DEVELOPMENT AND OPTIMIZATION OF CHITOSAN-CA-PECTINATE BEADS OF AMORPHOUS CELECOXIB BY RESPONSE SURFACE METHODOLOGY

The aim of the present work was to develop a new microbeads system for colon-targeted delivery of celecoxib. The ternary system were develop using PVP (polyvinylpyrrolidone) and hydroxypropyl-β-cyclodextrin (HPB) to increase solubility of celecoxib.  DSC and XRD results confirmed formation of amorphous celecoxib complex with HPB. Chitosan and pectin were used for the development of microbeads of new amorphous celecoxib. Calcium chloride was use as cross linking agent for electrolyte complexation between polymers. Eudragit RS100 was used to embed into microbeads in order to avoid premature delivery of a drug in acidic environment of stomach. Statistical design of experiment was employed to investigate the combined effect of three formulation variables, i.e., % of chitosan, pectin, and CaCl₂, on responses like drug release pattern in acidic dissolution medium (CDR in UGIT), colonic dissolution medium with fungus culture of Aspergillus niger (CDR in LGIT) and drug entrapment efficiency (EE%).

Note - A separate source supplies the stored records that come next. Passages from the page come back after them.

//! JPEG segment parsing.
//!
//! Splits a JPEG stream into the pieces the coefficient codec needs:
//! quantization tables (DQT), Huffman tables (DHT), frame info (SOF),
//! restart interval (DRI), the scan header (SOS) and the entropy-coded data.
//! Every other segment (APPn, COM) is kept verbatim so it can be written back.

use super::marker::Marker;
use crate::error::{OutguessError, Result};

/// Zigzag order to natural (row-major) order mapping.
pub const ZIGZAG_TO_NATURAL: [usize; 64] = [
    0, 1, 8, 16, 9, 2, 3, 10, 17, 24, 32, 25, 18, 11, 4, 5, 12, 19, 26, 33, 40, 48, 41, 34, 27, 20,
    13, 6, 7, 14, 21, 28, 35, 42, 49, 56, 57, 50, 43, 36, 29, 22, 15, 23, 30, 37, 44, 51, 58, 59,
    52, 45, 38, 31, 39, 46, 53, 60, 61, 54, 47, 55, 62, 63,
];

/// A quantization table, values stored in zigzag order as in the stream.
#[derive(Debug, Clone, PartialEq, Eq)]
pub struct QuantizationTable {
    pub id: u8,
    pub values: [u16; 64],
}

impl QuantizationTable {
    /// The table rearranged into natural (row-major) order.
    pub fn to_natural(&self) -> [u16; 64] {
        let mut natural = [0u16; 64];
        for (zigzag, &value) in self.values.iter().enumerate() {
            natural[ZIGZAG_TO_NATURAL[zigzag]] = value;
        }
        natural
    }
}

/// Huffman table as defined by a DHT segment.
#[derive(Debug, Clone, PartialEq, Eq)]
pub struct HuffmanTable {
    /// 0 = DC, 1 = AC.
    pub class: u8,
    pub id: u8,
    /// Number of codes of each length 1..=16.
    pub code_lengths: [u8; 16],
    pub values: Vec<u8>,
}

#[derive(Debug, Clone, PartialEq, Eq)]
pub struct Component {
    pub id: u8,
    pub h_sampling: u8,
    pub v_sampling: u8,
    pub quant_table_id: u8,
    /// Assigned by the SOS header.
    pub dc_table_id: u8,
    pub ac_table_id: u8,
}

#[derive(Debug, Clone)]
pub struct FrameInfo {
    pub marker: Marker,
    pub precision: u8,
    pub height: u16,
    pub width: u16,
    pub components: Vec<Component>,
}

/// A segment kept verbatim (without marker and length bytes).
#[derive(Debug, Clone)]
pub struct Segment {
    pub marker: Marker,
    pub data: Vec<u8>,
}

/// Scan header fields beyond the table assignments.
#[derive(Debug, Clone, Copy, Default)]
pub struct ScanHeader {
    pub component_count: usize,
    pub spectral_start: u8,
    pub spectral_end: u8,
    pub approximation: u8,
}

/// Parsed JPEG structure.
#[derive(Debug, Clone, Default)]
pub struct JpegSegments {
    /// Segments with no codec meaning (APPn, COM, ...) in stream order.
    pub passthrough: Vec<Segment>,
    pub quant_tables: [Option<QuantizationTable>; 4],
    pub dc_huff_tables: [Option<HuffmanTable>; 4],
    pub ac_huff_tables: [Option<HuffmanTable>; 4],
    pub frame: Option<FrameInfo>,
    pub restart_interval: u16,
    pub scan: Option<ScanHeader>,
    /// Entropy-coded data with stuffing and RST markers still in place.
    pub scan_data: Vec<u8>,
}

/// Minimal big-endian cursor over the input bytes.
struct Cursor<'a> {
    data: &'a [u8],
    pos: usize,
}

impl<'a> Cursor<'a> {
    fn u8(&mut self) -> Result<u8> {
        let byte = *self
            .data
            .get(self.pos)
            .ok_or_else(|| OutguessError::format("unexpected end of stream"))?;
        self.pos += 1;
        Ok(byte)
    }

    fn u16(&mut self) -> Result<u16> {
        Ok(u16::from_be_bytes([self.u8()?, self.u8()?]))
    }

    fn take(&mut self, len: usize) -> Result<&'a [u8]> {
        let end = self.pos + len;
        if end > self.data.len() {
            return Err(OutguessError::format("segment runs past end of stream"));
        }
        let slice = &self.data[self.pos..end];
        self.pos = end;
        Ok(slice)
    }

    fn is_empty(&self) -> bool {
        self.pos >= self.data.len()
    }
}

/// Parse a JPEG stream into its segments.
pub fn parse_jpeg(data: &[u8]) -> Result<JpegSegments> {
    let mut cursor = Cursor { data, pos: 0 };
    let mut segments = JpegSegments::default();

    if cursor.take(2).ok() != Some(&[0xFF, 0xD8][..]) {
        return Err(OutguessError::format("not a JPEG file (missing SOI marker)"));
    }

    loop {
        let marker = read_marker(&mut cursor)?;
        match marker {
            Marker::EOI => break,
            Marker::SOS => {
                let header = read_segment(&mut cursor)?;
                parse_sos_header(header, &mut segments)?;
                let (scan_data, next) = read_scan_data(&mut cursor)?;
                segments.scan_data = scan_data;
                match next {
                    None | Some(Marker::EOI) => break,
                    Some(Marker::SOS) => {
                        return Err(OutguessError::format(
                            "multi-scan JPEGs are not supported",
                        ))
                    }
                    Some(Marker::DNL) => {
                        return Err(OutguessError::format("DNL markers are not supported"))
                    }
                    Some(other) => {
                        log::debug!("ignoring trailing marker {:?} after scan", other);
                        break;
                    }
                }
            }
            Marker::DQT => parse_dqt(read_segment(&mut cursor)?, &mut segments)?,
            Marker::DHT => parse_dht(read_segment(&mut cursor)?, &mut segments)?,
            Marker::SOF(_) => {
                if segments.frame.is_some() {
                    return Err(OutguessError::format("more than one SOF segment"));
                }
                segments.frame = Some(parse_sof(marker, read_segment(&mut cursor)?)?);
            }
            Marker::DRI => {
                let data = read_segment(&mut cursor)?;
                if data.len() < 2 {
                    return Err(OutguessError::format("DRI segment too short"));
                }
                segments.restart_interval = u16::from_be_bytes([data[0], data[1]]);
            }
            _ if marker.has_length() => {
                let data = read_segment(&mut cursor)?.to_vec();
                segments.passthrough.push(Segment { marker, data });
            }
            _ => {
                log::trace!("skipping stray marker {:?} before scan", marker);
            }
        }
    }

    Ok(segments)
}

/// Read the next marker, skipping fill bytes.
fn read_marker(cursor: &mut Cursor) -> Result<Marker> {
    if cursor.u8()? != 0xFF {
        return Err(OutguessError::format("expected a marker"));
    }
    let mut byte = cursor.u8()?;
    while byte == 0xFF {
        byte = cursor.u8()?;
    }
    Marker::from_u8(byte)
        .ok_or_else(|| OutguessError::format(format!("invalid marker byte: 0x{byte:02X}")))
}

/// Read a length-prefixed segment body.
fn read_segment<'a>(cursor: &mut Cursor<'a>) -> Result<&'a [u8]> {
    let length = cursor.u16()? as usize;
    if length < 2 {
        return Err(OutguessError::format("segment length too small"));
    }
    cursor.take(length - 2)
}

/// Read entropy-coded data up to the first marker that is not RSTn.
///
/// Stuffed bytes and restart markers stay in the returned data. The
/// terminating marker, if any, is returned alongside.
fn read_scan_data(cursor: &mut Cursor) -> Result<(Vec<u8>, Option<Marker>)> {
    let mut data = Vec::with_capacity(cursor.data.len().saturating_sub(cursor.pos));

    while !cursor.is_empty() {
        let byte = cursor.u8()?;
        if byte != 0xFF {
            data.push(byte);
            continue;
        }

        let mut next = match cursor.u8() {
            Ok(next) => next,
            Err(_) => break,
        };
        while next == 0xFF {
            next = match cursor.u8() {
                Ok(next) => next,
                Err(_) => return Ok((data, None)),
            };
        }

        match next {
            0x00 | 0xD0..=0xD7 => data.extend_from_slice(&[0xFF, next]),
            _ => return Ok((data, Marker::from_u8(next))),
        }
    }

    Ok((data, None))
}

/// Parse DQT (Define Quantization Table) segment.
fn parse_dqt(data: &[u8], segments: &mut JpegSegments) -> Result<()> {
    let mut cursor = Cursor { data, pos: 0 };

    while !cursor.is_empty() {
        let pq_tq = cursor.u8()?;
        let precision = pq_tq >> 4;
        let id = pq_tq & 0x0F;

        if id > 3 || precision > 1 {
            return Err(OutguessError::format(format!(
                "invalid quantization table: precision={precision}, id={id}"
            )));
        }

        let mut values = [0u16; 64];
        for value in values.iter_mut() {
            *value = if precision == 0 {
                cursor.u8()? as u16
            } else {
                cursor.u16()?
            };
        }

        if values.contains(&0) {
            return Err(OutguessError::format("quantization table contains zero"));
        }

        segments.quant_tables[id as usize] = Some(QuantizationTable { id, values });
    }

    Ok(())
}

/// Parse DHT (Define Huffman Table) segment.
fn parse_dht(data: &[u8], segments: &mut JpegSegments) -> Result<()> {
    let mut cursor = Cursor { data, pos: 0 };

    while !cursor.is_empty() {
        let tc_th = cursor.u8()?;
        let class = tc_th >> 4;
        let id = tc_th & 0x0F;

        if class > 1 || id > 3 {
            return Err(OutguessError::format(format!(
                "invalid Huffman table: class={class}, id={id}"
            )));
        }

        let mut code_lengths = [0u8; 16];
        code_lengths.copy_from_slice(cursor.take(16)?);
        let total_codes: usize = code_lengths.iter().map(|&n| n as usize).sum();
        let values = cursor.take(total_codes)?.to_vec();

        let table = HuffmanTable {
            class,
            id,
            code_lengths,
            values,
        };

        if class == 0 {
            segments.dc_huff_tables[id as usize] = Some(table);
        } else {
            segments.ac_huff_tables[id as usize] = Some(table);
        }
    }

    Ok(())
}

/// Parse SOF (Start of Frame) segment.
fn parse_sof(marker: Marker, data: &[u8]) -> Result<FrameInfo> {
    let mut cursor = Cursor { data, pos: 0 };

    let precision = cursor.u8()?;
    let height = cursor.u16()?;
    let width = cursor.u16()?;
    let num_components = cursor.u8()? as usize;

    let mut components = Vec::with_capacity(num_components);
    for _ in 0..num_components {
        let id = cursor.u8()?;
        let sampling = cursor.u8()?;
        let quant_table_id = cursor.u8()?;

        components.push(Component {
            id,
            h_sampling: sampling >> 4,
            v_sampling: sampling & 0x0F,
            quant_table_id,
            dc_table_id: 0,
            ac_table_id: 0,
        });
    }

    Ok(FrameInfo {
        marker,
        precision,
        height,
        width,
        components,
    })
}

/// Parse SOS (Start of Scan) header and assign entropy tables to components.
fn parse_sos_header(data: &[u8], segments: &mut JpegSegments) -> Result<()> {
    let mut cursor = Cursor { data, pos: 0 };
    let frame = segments
        .frame
        .as_mut()
        .ok_or_else(|| OutguessError::format("SOS before SOF"))?;

    let component_count = cursor.u8()? as usize;
    for _ in 0..component_count {
        let component_id = cursor.u8()?;
        let table_ids = cursor.u8()?;

        let component = frame
            .components
            .iter_mut()
            .find(|c| c.id == component_id)
            .ok_or_else(|| {
                OutguessError::format(format!("scan references unknown component {component_id}"))
            })?;
        component.dc_table_id = table_ids >> 4;
        component.ac_table_id = table_ids & 0x0F;
    }

    segments.scan = Some(ScanHeader {
        component_count,
        spectral_start: cursor.u8()?,
        spectral_end: cursor.u8()?,
        approximation: cursor.u8()?,
    });

    Ok(())
}

#[cfg(test)]
mod tests {
    use super::*;

    #[test]
    fn test_zigzag_mapping_is_permutation() {
        assert_eq!(ZIGZAG_TO_NATURAL[0], 0);
        let mut seen = [false; 64];
        for &natural in ZIGZAG_TO_NATURAL.iter() {
            assert!(!seen[natural]);
            seen[natural] = true;
        }
    }

    #[test]
    fn test_parse_minimal_jpeg() {
        let data = [0xFF, 0xD8, 0xFF, 0xD9];
        let segments = parse_jpeg(&data).unwrap();
        assert!(segments.frame.is_none());
        assert!(segments.scan_data.is_empty());
    }

    #[test]
    fn test_parse_invalid_not_jpeg() {
        let data = [0x89, 0x50, 0x4E, 0x47];
        assert!(matches!(
            parse_jpeg(&data),
            Err(OutguessError::Format { .. })
        ));
    }

    #[test]
    fn test_parse_truncated_segment() {
        // SOI, APP0 claiming 16 bytes but only 2 present
        let data = [0xFF, 0xD8, 0xFF, 0xE0, 0x00, 0x10, 0x4A, 0x46];
        assert!(parse_jpeg(&data).is_err());
    }

    #[test]
    fn test_parse_tables_and_restart_interval() {
        let mut data = vec![0xFF, 0xD8];
        // DQT, 8-bit, id 1, values 1..=64
        data.extend_from_slice(&[0xFF, 0xDB, 0x00, 67, 0x01]);
        data.extend(1..=64u8);
        // DHT, AC table 0 with a single 1-bit code for symbol 0x00
        data.extend_from_slice(&[0xFF, 0xC4, 0x00, 20, 0x10, 1]);
        data.extend_from_slice(&[0; 15]);
        data.push(0x00);
        // DRI = 4
        data.extend_from_slice(&[0xFF, 0xDD, 0x00, 0x04, 0x00, 0x04]);
        // COM "hi"
        data.extend_from_slice(&[0xFF, 0xFE, 0x00, 0x04, b'h', b'i']);
        data.extend_from_slice(&[0xFF, 0xD9]);

        let segments = parse_jpeg(&data).unwrap();
        let table = segments.quant_tables[1].as_ref().unwrap();
        assert_eq!(table.values[0], 1);
        assert_eq!(table.values[63], 64);
        assert_eq!(table.to_natural()[8], 3);

        let ac = segments.ac_huff_tables[0].as_ref().unwrap();
        assert_eq!(ac.code_lengths[0], 1);
        assert_eq!(ac.values, vec![0x00]);

        assert_eq!(segments.restart_interval, 4);
        assert_eq!(segments.passthrough.len(), 1);
        assert_eq!(segments.passthrough[0].marker, Marker::COM);
        assert_eq!(segments.passthrough[0].data, b"hi");
    }

    #[test]
    fn test_scan_data_keeps_stuffing_and_restarts() {
        let mut data = vec![0xFF, 0xD8];
        // SOF0 1x1 gray
        data.extend_from_slice(&[0xFF, 0xC0, 0x00, 11, 8, 0, 1, 0, 1, 1, 1, 0x11, 0]);
        // SOS one component
        data.extend_from_slice(&[0xFF, 0xDA, 0x00, 8, 1, 1, 0x00, 0, 63, 0]);
        data.extend_from_slice(&[0x12, 0xFF, 0x00, 0x34, 0xFF, 0xD0, 0x56, 0xFF, 0xFF, 0xD9]);

        let segments = parse_jpeg(&data).unwrap();
        assert_eq!(
            segments.scan_data,
            vec![0x12, 0xFF, 0x00, 0x34, 0xFF, 0xD0, 0x56]
        );
        let scan = segments.scan.unwrap();
        assert_eq!(scan.component_count, 1);
        assert_eq!(scan.spectral_end, 63);
    }

    #[test]
    fn test_second_scan_is_rejected() {
        let mut data = vec![0xFF, 0xD8];
        data.extend_from_slice(&[0xFF, 0xC0, 0x00, 11, 8, 0, 1, 0, 1, 1, 1, 0x11, 0]);
        data.extend_from_slice(&[0xFF, 0xDA, 0x00, 8, 1, 1, 0x00, 0, 63, 0]);
        data.extend_from_slice(&[0x12, 0x34]);
        data.extend_from_slice(&[0xFF, 0xDA, 0x00, 8, 1, 1, 0x00, 0, 63, 0]);
        data.extend_from_slice(&[0xFF, 0xD9]);

        assert!(matches!(
            parse_jpeg(&data),
            Err(OutguessError::Format { .. })
        ));
    }
}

Response surface methodology was used to analyze multivariate approach for understanding the multifactorial relationships among formulation parameters. Full central composite design was employed to define a design space. Desirability was used to attain simultaneous optimization of responses. Optimized formulation were evaluated and it was then found that obtained experimental values very close to predicted values. Eudragit RS 100 was successfully embedded in mocrobeads because there was negligible drug loss in acidic environment and maximum drug was released in colonic medium.